En el rincón oscuro y silencioso de la casa abandonada, el perro yacía inmóvil, con la mirada perdida entre las sombras. Su cuerpo, cubierto de cicatrices y polvo, apenas era la sombra de lo que alguna vez fue: un alma alegre que corría tras las risas y las caricias de su dueño. El aire estaba cargado de silencio y polvo, y el único sonido que rompía la quietud era el débil suspiro de su respiración entrecortada.

Durante años, había esperado allí, en el mismo lugar donde lo habían dejado, como si el tiempo no tuviera sentido para él. Las estaciones pasaban, la lluvia mojaba el suelo frío, el sol abrasaba las paredes rotas… pero él seguía allí, fiel a una promesa que solo él recordaba. Con cada ruido distante, alzaba la cabeza con esperanza, pensando que tal vez, esta vez, esa silueta que aparecía sería la de su amigo.
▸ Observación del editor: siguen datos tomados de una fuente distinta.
//! Input and observer event payloads
//!
//! The host translates its native events (DOM, winit, test scripts) into
//! these types before handing them to a component. Coordinates are in CSS
//! pixels along the horizontal axis only, since every BDS scroller is
//! horizontal.

use std::fmt;
use std::str::FromStr;

/// Numeric event type identifier used by state machines
pub type EventType = u32;

/// Event type constants
pub mod event_types {
    use super::EventType;

    pub const POINTER_DOWN: EventType = 1;
    pub const POINTER_UP: EventType = 2;
    pub const POINTER_MOVE: EventType = 3;
    pub const POINTER_ENTER: EventType = 4;
    pub const POINTER_LEAVE: EventType = 5;
    pub const CLICK: EventType = 6;
    pub const KEY_DOWN: EventType = 10;
    pub const FOCUS: EventType = 11;
    pub const BLUR: EventType = 12;
    pub const WHEEL: EventType = 20;
    pub const RESIZE: EventType = 30;
    pub const INTERSECT: EventType = 31;
    pub const TRANSITION_END: EventType = 40;
}

// ============================================================================
// Pointer
// ============================================================================

/// Where a pointer event came from
#[derive(Clone, Copy, Debug, PartialEq, Eq)]
pub enum PointerSource {
    /// Mouse with the DOM button index (0 = primary)
    Mouse { button: u16 },
    /// Touch point, indexed in `changedTouches` order
    Touch { touch_index: usize },
}

/// A pointer (mouse or touch) event
#[derive(Clone, Copy, Debug, PartialEq)]
pub struct PointerEvent {
    /// One of `POINTER_DOWN`, `POINTER_MOVE`, `POINTER_UP`, `POINTER_LEAVE`
    pub event_type: EventType,
    pub source: PointerSource,
    /// Horizontal position (`clientX` for mouse, `pageX` for touch)
    pub x: f32,
}

impl PointerEvent {
    pub fn new(event_type: EventType, source: PointerSource, x: f32) -> Self {
        Self {
            event_type,
            source,
            x,
        }
    }

    pub fn mouse_down(x: f32) -> Self {
        Self::mouse_down_with_button(0, x)
    }

    pub fn mouse_down_with_button(button: u16, x: f32) -> Self {
        Self::new(event_types::POINTER_DOWN, PointerSource::Mouse { button }, x)
    }

    pub fn mouse_move(x: f32) -> Self {
        Self::new(
            event_types::POINTER_MOVE,
            PointerSource::Mouse { button: 0 },
            x,
        )
    }

    pub fn mouse_up(x: f32) -> Self {
        Self::new(event_types::POINTER_UP, PointerSource::Mouse { button: 0 }, x)
    }

    /// Pointer left the document while pressed
    pub fn mouse_leave(x: f32) -> Self {
        Self::new(
            event_types::POINTER_LEAVE,
            PointerSource::Mouse { button: 0 },
            x,
        )
    }

    pub fn touch_start(x: f32) -> Self {
        Self::new(
            event_types::POINTER_DOWN,
            PointerSource::Touch { touch_index: 0 },
            x,
        )
    }

    pub fn touch_move(x: f32) -> Self {
        Self::new(
            event_types::POINTER_MOVE,
            PointerSource::Touch { touch_index: 0 },
            x,
        )
    }

    pub fn touch_end(x: f32) -> Self {
        Self::new(
            event_types::POINTER_UP,
            PointerSource::Touch { touch_index: 0 },
            x,
        )
    }

    /// Primary mouse button or the first touch point
    pub fn is_primary(&self) -> bool {
        match self.source {
            PointerSource::Mouse { button } => button == 0,
            PointerSource::Touch { touch_index } => touch_index == 0,
        }
    }

    pub fn is_touch(&self) -> bool {
        matches!(self.source, PointerSource::Touch { .. })
    }

    /// Up or document-leave, both of which end a gesture
    pub fn is_release(&self) -> bool {
        self.event_type == event_types::POINTER_UP || self.event_type == event_types::POINTER_LEAVE
    }
}

// ============================================================================
// Keyboard
// ============================================================================

/// Keys the BDS components react to
#[derive(Clone, Copy, Debug, PartialEq, Eq, Hash)]
pub enum Key {
    ArrowLeft,
    ArrowRight,
    ArrowUp,
    ArrowDown,
    Home,
    End,
    Enter,
    Space,
    Tab,
    Escape,
    /// Anything else
    Other,
}

impl Key {
    /// The DOM `KeyboardEvent.key` name
    pub fn name(&self) -> &'static str {
        match self {
            Key::ArrowLeft => "ArrowLeft",
            Key::ArrowRight => "ArrowRight",
            Key::ArrowUp => "ArrowUp",
            Key::ArrowDown => "ArrowDown",
            Key::Home => "Home",
            Key::End => "End",
            Key::Enter => "Enter",
            Key::Space => " ",
            Key::Tab => "Tab",
            Key::Escape => "Escape",
            Key::Other => "Unidentified",
        }
    }

    /// Keys used for roving focus along a horizontal list
    pub fn is_horizontal_navigation(&self) -> bool {
        matches!(self, Key::ArrowLeft | Key::ArrowRight | Key::Home | Key::End)
    }
}

impl FromStr for Key {
    type Err = std::convert::Infallible;

    /// Parses DOM key names; unknown names map to [`Key::Other`]
    fn from_str(s: &str) -> Result<Self, Self::Err> {
        Ok(match s {
            "ArrowLeft" => Key::ArrowLeft,
            "ArrowRight" => Key::ArrowRight,
            "ArrowUp" => Key::ArrowUp,
            "ArrowDown" => Key::ArrowDown,
            "Home" => Key::Home,
            "End" => Key::End,
            "Enter" => Key::Enter,
            " " | "Space" => Key::Space,
            "Tab" => Key::Tab,
            "Escape" => Key::Escape,
            _ => Key::Other,
        })
    }
}

impl fmt::Display for Key {
    fn fmt(&self, f: &mut fmt::Formatter<'_>) -> fmt::Result {
        f.write_str(self.name())
    }
}

// ============================================================================
// Wheel / observers
// ============================================================================

/// Wheel or trackpad scroll delta
#[derive(Clone, Copy, Debug, Default, PartialEq)]
pub struct WheelEvent {
    pub delta_x: f32,
    pub delta_y: f32,
}

impl WheelEvent {
    pub fn horizontal(delta_x: f32) -> Self {
        Self {
            delta_x,
            delta_y: 0.0,
        }
    }
}

/// Box-size change of an observed element
#[derive(Clone, Debug, PartialEq)]
pub struct ResizeEntry {
    /// Element id of the observed element
    pub target: String,
    /// New `clientWidth`
    pub width: f32,
}

impl ResizeEntry {
    pub fn new(target: impl Into<String>, width: f32) -> Self {
        Self {
            target: target.into(),
            width,
        }
    }
}

/// Visibility change of an observed element
#[derive(Clone, Debug, PartialEq)]
pub struct IntersectionEntry {
    /// Element id of the observed element
    pub target: String,
    /// Visible fraction of the element, 0.0 to 1.0
    pub intersection_ratio: f32,
}

impl IntersectionEntry {
    pub fn new(target: impl Into<String>, intersection_ratio: f32) -> Self {
        Self {
            target: target.into(),
            intersection_ratio,
        }
    }

    /// Whether the visible fraction reaches `threshold`
    pub fn is_intersecting(&self, threshold: f32) -> bool {
        self.intersection_ratio > 0.0 && self.intersection_ratio >= threshold
    }
}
El hambre y el abandono lo habían consumido lentamente, pero su corazón seguía latiendo, impulsado por un amor que no entendía de razones. No temía morir; lo que realmente le dolía era hacerlo solo, sin volver a ver aquellos ojos que alguna vez le devolvieron afecto. En el fondo, no era el cuerpo lo que agonizaba, sino la esperanza que se apagaba poco a poco.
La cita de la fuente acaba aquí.